[Prompt]: The records below are to be transcribed word for word.

[Extracted material]:
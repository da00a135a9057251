pub mod cards;
pub mod due_cards;
pub mod review;
pub mod session;
pub mod stats;
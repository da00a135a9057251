pub fn deck_stats_key(deck_id: &str) -> String {
    format!("deck:{}:stats", deck_id)
}

pub fn user_stats_key(user_id: &str) -> String {
    format!("user:{}:study_stats", user_id)
}
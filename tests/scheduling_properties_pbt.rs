//! Property-Based Tests for the scheduling engines
//!
//! Tests the following invariants:
//! - Domain: every engine output stays inside its valid range
//! - Failure reset: Again always restarts the SM-2 repetition chain
//! - Monotonicity: a better rating never yields a shorter interval
//! - Snapshots: a JSON snapshot restores the exact state it was taken from

use proptest::prelude::*;

use flashcard_scheduler::scheduling::fsrs::{self, FsrsState};
use flashcard_scheduler::scheduling::sm2::{self, Sm2State};
use flashcard_scheduler::scheduling::{schedule, AlgorithmType, MemoryState, Rating, DAY_MS};

const T0: i64 = 1_700_000_000_000;

// ============================================================================
// Arbitrary Generators
// ============================================================================

fn arb_rating() -> impl Strategy<Value = Rating> {
    prop::sample::select(Rating::ALL.to_vec())
}

fn arb_algorithm() -> impl Strategy<Value = AlgorithmType> {
    prop::sample::select(vec![AlgorithmType::Fsrs, AlgorithmType::Sm2, AlgorithmType::UltraSm2])
}

fn arb_fsrs_state() -> impl Strategy<Value = FsrsState> {
    ((1u32..=3_650_000u32), (100u32..=1000u32)).prop_map(|(s, d)| FsrsState {
        stability: f64::from(s) / 100.0,
        difficulty: f64::from(d) / 100.0,
    })
}

fn arb_sm2_state() -> impl Strategy<Value = Sm2State> {
    ((130u32..=500u32), (0u32..=36_500u32), (0u32..=60u32)).prop_map(|(ef, interval, reps)| Sm2State {
        ease_factor: f64::from(ef) / 100.0,
        interval_days: interval,
        repetitions: reps,
    })
}

/// A card that has been reviewed at least once, last at `T0`.
fn arb_reviewed_state() -> impl Strategy<Value = MemoryState> {
    (arb_fsrs_state(), arb_sm2_state(), (1u32..=200u32), (0u32..=100u32))
        .prop_map(|(f, s, total, correct_pct)| {
            let interval_days = s.interval_days.max(1);
            MemoryState {
                ease_factor: s.ease_factor,
                stability: f.stability,
                difficulty: f.difficulty,
                interval_days,
                repetitions: s.repetitions,
                total_reviews: total,
                correct_reviews: total * correct_pct / 100,
                last_reviewed_at: Some(T0),
                next_review_at: T0 + i64::from(interval_days) * DAY_MS,
            }
        })
}

// ============================================================================
// Engine Properties
// ============================================================================

proptest! {
    #![proptest_config(ProptestConfig::with_cases(256))]

    #[test]
    fn fsrs_outputs_stay_in_domain(
        state in arb_fsrs_state(),
        rating in arb_rating(),
        elapsed in 0u32..=3650,
    ) {
        let out = fsrs::compute(rating, state, elapsed, None);
        prop_assert!(out.stability > 0.0 && out.stability.is_finite());
        prop_assert!((1.0..=10.0).contains(&out.difficulty));
        prop_assert!(out.interval_days >= 1);
        prop_assert!(out.interval_days <= fsrs::MAX_INTERVAL_DAYS);
        prop_assert!((0.0..=1.0).contains(&out.retrievability));
    }

    #[test]
    fn fsrs_lapse_never_raises_stability(state in arb_fsrs_state(), elapsed in 0u32..=3650) {
        let out = fsrs::compute(Rating::Again, state, elapsed, None);
        prop_assert_eq!(out.interval_days, 1);
        prop_assert!(out.stability <= state.stability);
    }

    #[test]
    fn sm2_outputs_stay_in_domain(state in arb_sm2_state(), rating in arb_rating()) {
        let out = sm2::compute(rating, state);
        prop_assert!(out.ease_factor >= sm2::MIN_EASE_FACTOR);
        prop_assert!(out.interval_days >= 1);
        prop_assert!(out.interval_days <= sm2::MAX_INTERVAL_DAYS);
    }

    #[test]
    fn sm2_again_resets_chain(
        state in arb_sm2_state(),
        total in 0u32..=500,
        accuracy in 0.0f64..=1.0,
    ) {
        let base = sm2::compute(Rating::Again, state);
        prop_assert_eq!(base.repetitions, 0);
        prop_assert_eq!(base.interval_days, 1);

        let ultra = sm2::compute_ultra(Rating::Again, state, total, accuracy);
        prop_assert_eq!(ultra.repetitions, 0);
        prop_assert_eq!(ultra.interval_days, 1);
    }

    #[test]
    fn better_ratings_never_shorten_intervals(
        prior in arb_reviewed_state(),
        algorithm in arb_algorithm(),
        elapsed in 0i64..=400,
    ) {
        let now = T0 + elapsed * DAY_MS;
        let interval = |rating| schedule(algorithm, rating, &prior, now).map(|s| s.interval_days);

        let again = interval(Rating::Again).unwrap();
        let hard = interval(Rating::Hard).unwrap();
        let good = interval(Rating::Good).unwrap();
        let easy = interval(Rating::Easy).unwrap();

        prop_assert!(easy >= good, "easy {} < good {}", easy, good);
        prop_assert!(good >= hard, "good {} < hard {}", good, hard);
        prop_assert!(hard >= again, "hard {} < again {}", hard, again);
    }

    #[test]
    fn schedule_produces_valid_states(
        prior in arb_reviewed_state(),
        algorithm in arb_algorithm(),
        rating in arb_rating(),
        elapsed_ms in 0i64..=(400 * DAY_MS),
    ) {
        let now = T0 + elapsed_ms;
        let next = schedule(algorithm, rating, &prior, now).unwrap();

        prop_assert!(next.validate().is_ok());
        prop_assert_eq!(next.total_reviews, prior.total_reviews + 1);
        prop_assert_eq!(
            next.correct_reviews,
            prior.correct_reviews + u32::from(rating.is_correct())
        );
        prop_assert_eq!(next.last_reviewed_at, Some(now));
        prop_assert_eq!(next.next_review_at, now + i64::from(next.interval_days) * DAY_MS);
    }

    #[test]
    fn new_cards_accept_every_rating(algorithm in arb_algorithm(), rating in arb_rating()) {
        let prior = MemoryState::initial(T0);
        let next = schedule(algorithm, rating, &prior, T0).unwrap();
        prop_assert!(next.interval_days >= 1);
        prop_assert!(!next.is_new());
    }

    #[test]
    fn json_snapshot_restores_exact_state(prior in arb_reviewed_state(), rating in arb_rating()) {
        let next = schedule(AlgorithmType::Fsrs, rating, &prior, T0 + 3 * DAY_MS).unwrap();
        let json = serde_json::to_string(&next).unwrap();
        let restored: MemoryState = serde_json::from_str(&json).unwrap();
        prop_assert_eq!(restored, next);
    }
}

[Response to this task]:
repository da00a135a9057251
pub mod cards;
pub mod due_cards;
pub mod review;
pub mod session;
pub mod stats;
repository da00a135a9057251
pub fn deck_stats_key(deck_id: &str) -> String {
    format!("deck:{}:stats", deck_id)
}

pub fn user_stats_key(user_id: &str) -> String {
    format!("user:{}:study_stats", user_id)
}
filename tests/scheduling_properties_pbt.rs
//! Property-Based Tests for the scheduling engines
//!
//! Tests the following invariants:
//! - Domain: every engine output stays inside its valid range
//! - Failure reset: Again always restarts the SM-2 repetition chain
//! - Monotonicity: a better rating never yields a shorter interval
//! - Snapshots: a JSON snapshot restores the exact state it was taken from

use proptest::prelude::*;

use flashcard_scheduler::scheduling::fsrs::{self, FsrsState};
use flashcard_scheduler::scheduling::sm2::{self, Sm2State};
use flashcard_scheduler::scheduling::{schedule, AlgorithmType, MemoryState, Rating, DAY_MS};

const T0: i64 = 1_700_000_000_000;

// ============================================================================
// Arbitrary Generators
// ============================================================================

fn arb_rating() -> impl Strategy<Value = Rating> {
    prop::sample::select(Rating::ALL.to_vec())
}

fn arb_algorithm() -> impl Strategy<Value = AlgorithmType> {
    prop::sample::select(vec![AlgorithmType::Fsrs, AlgorithmType::Sm2, AlgorithmType::UltraSm2])
}

fn arb_fsrs_state() -> impl Strategy<Value = FsrsState> {
    ((1u32..=3_650_000u32), (100u32..=1000u32)).prop_map(|(s, d)| FsrsState {
        stability: f64::from(s) / 100.0,
        difficulty: f64::from(d) / 100.0,
    })
}

fn arb_sm2_state() -> impl Strategy<Value = Sm2State> {
    ((130u32..=500u32), (0u32..=36_500u32), (0u32..=60u32)).prop_map(|(ef, interval, reps)| Sm2State {
        ease_factor: f64::from(ef) / 100.0,
        interval_days: interval,
        repetitions: reps,
    })
}

/// A card that has been reviewed at least once, last at `T0`.
fn arb_reviewed_state() -> impl Strategy<Value = MemoryState> {
    (arb_fsrs_state(), arb_sm2_state(), (1u32..=200u32), (0u32..=100u32))
        .prop_map(|(f, s, total, correct_pct)| {
            let interval_days = s.interval_days.max(1);
            MemoryState {
                ease_factor: s.ease_factor,
                stability: f.stability,
                difficulty: f.difficulty,
                interval_days,
                repetitions: s.repetitions,
                total_reviews: total,
                correct_reviews: total * correct_pct / 100,
                last_reviewed_at: Some(T0),
                next_review_at: T0 + i64::from(interval_days) * DAY_MS,
            }
        })
}

// ============================================================================
// Engine Properties
// ============================================================================

proptest! {
    #![proptest_config(ProptestConfig::with_cases(256))]

    #[test]
    fn fsrs_outputs_stay_in_domain(
        state in arb_fsrs_state(),
        rating in arb_rating(),
        elapsed in 0u32..=3650,
    ) {
        let out = fsrs::compute(rating, state, elapsed, None);
        prop_assert!(out.stability > 0.0 && out.stability.is_finite());
        prop_assert!((1.0..=10.0).contains(&out.difficulty));
        prop_assert!(out.interval_days >= 1);
        prop_assert!(out.interval_days <= fsrs::MAX_INTERVAL_DAYS);
        prop_assert!((0.0..=1.0).contains(&out.retrievability));
    }

    #[test]
    fn fsrs_lapse_never_raises_stability(state in arb_fsrs_state(), elapsed in 0u32..=3650) {
        let out = fsrs::compute(Rating::Again, state, elapsed, None);
        prop_assert_eq!(out.interval_days, 1);
        prop_assert!(out.stability <= state.stability);
    }

    #[test]
    fn sm2_outputs_stay_in_domain(state in arb_sm2_state(), rating in arb_rating()) {
        let out = sm2::compute(rating, state);
        prop_assert!(out.ease_factor >= sm2::MIN_EASE_FACTOR);
        prop_assert!(out.interval_days >= 1);
        prop_assert!(out.interval_days <= sm2::MAX_INTERVAL_DAYS);
    }

    #[test]
    fn sm2_again_resets_chain(
        state in arb_sm2_state(),
        total in 0u32..=500,
        accuracy in 0.0f64..=1.0,
    ) {
        let base = sm2::compute(Rating::Again, state);
        prop_assert_eq!(base.repetitions, 0);
        prop_assert_eq!(base.interval_days, 1);

        let ultra = sm2::compute_ultra(Rating::Again, state, total, accuracy);
        prop_assert_eq!(ultra.repetitions, 0);
        prop_assert_eq!(ultra.interval_days, 1);
    }

    #[test]
    fn better_ratings_never_shorten_intervals(
        prior in arb_reviewed_state(),
        algorithm in arb_algorithm(),
        elapsed in 0i64..=400,
    ) {
        let now = T0 + elapsed * DAY_MS;
        let interval = |rating| schedule(algorithm, rating, &prior, now).map(|s| s.interval_days);

        let again = interval(Rating::Again).unwrap();
        let hard = interval(Rating::Hard).unwrap();
        let good = interval(Rating::Good).unwrap();
        let easy = interval(Rating::Easy).unwrap();

        prop_assert!(easy >= good, "easy {} < good {}", easy, good);
        prop_assert!(good >= hard, "good {} < hard {}", good, hard);
        prop_assert!(hard >= again, "hard {} < again {}", hard, again);
    }

    #[test]
    fn schedule_produces_valid_states(
        prior in arb_reviewed_state(),
        algorithm in arb_algorithm(),
        rating in arb_rating(),
        elapsed_ms in 0i64..=(400 * DAY_MS),
    ) {
        let now = T0 + elapsed_ms;
        let next = schedule(algorithm, rating, &prior, now).unwrap();

        prop_assert!(next.validate().is_ok());
        prop_assert_eq!(next.total_reviews, prior.total_reviews + 1);
        prop_assert_eq!(
            next.correct_reviews,
            prior.correct_reviews + u32::from(rating.is_correct())
        );
        prop_assert_eq!(next.last_reviewed_at, Some(now));
        prop_assert_eq!(next.next_review_at, now + i64::from(next.interval_days) * DAY_MS);
    }

    #[test]
    fn new_cards_accept_every_rating(algorithm in arb_algorithm(), rating in arb_rating()) {
        let prior = MemoryState::initial(T0);
        let next = schedule(algorithm, rating, &prior, T0).unwrap();
        prop_assert!(next.interval_days >= 1);
        prop_assert!(!next.is_new());
    }

    #[test]
    fn json_snapshot_restores_exact_state(prior in arb_reviewed_state(), rating in arb_rating()) {
        let next = schedule(AlgorithmType::Fsrs, rating, &prior, T0 + 3 * DAY_MS).unwrap();
        let json = serde_json::to_string(&next).unwrap();
        let restored: MemoryState = serde_json::from_str(&json).unwrap();
        prop_assert_eq!(restored, next);
    }
}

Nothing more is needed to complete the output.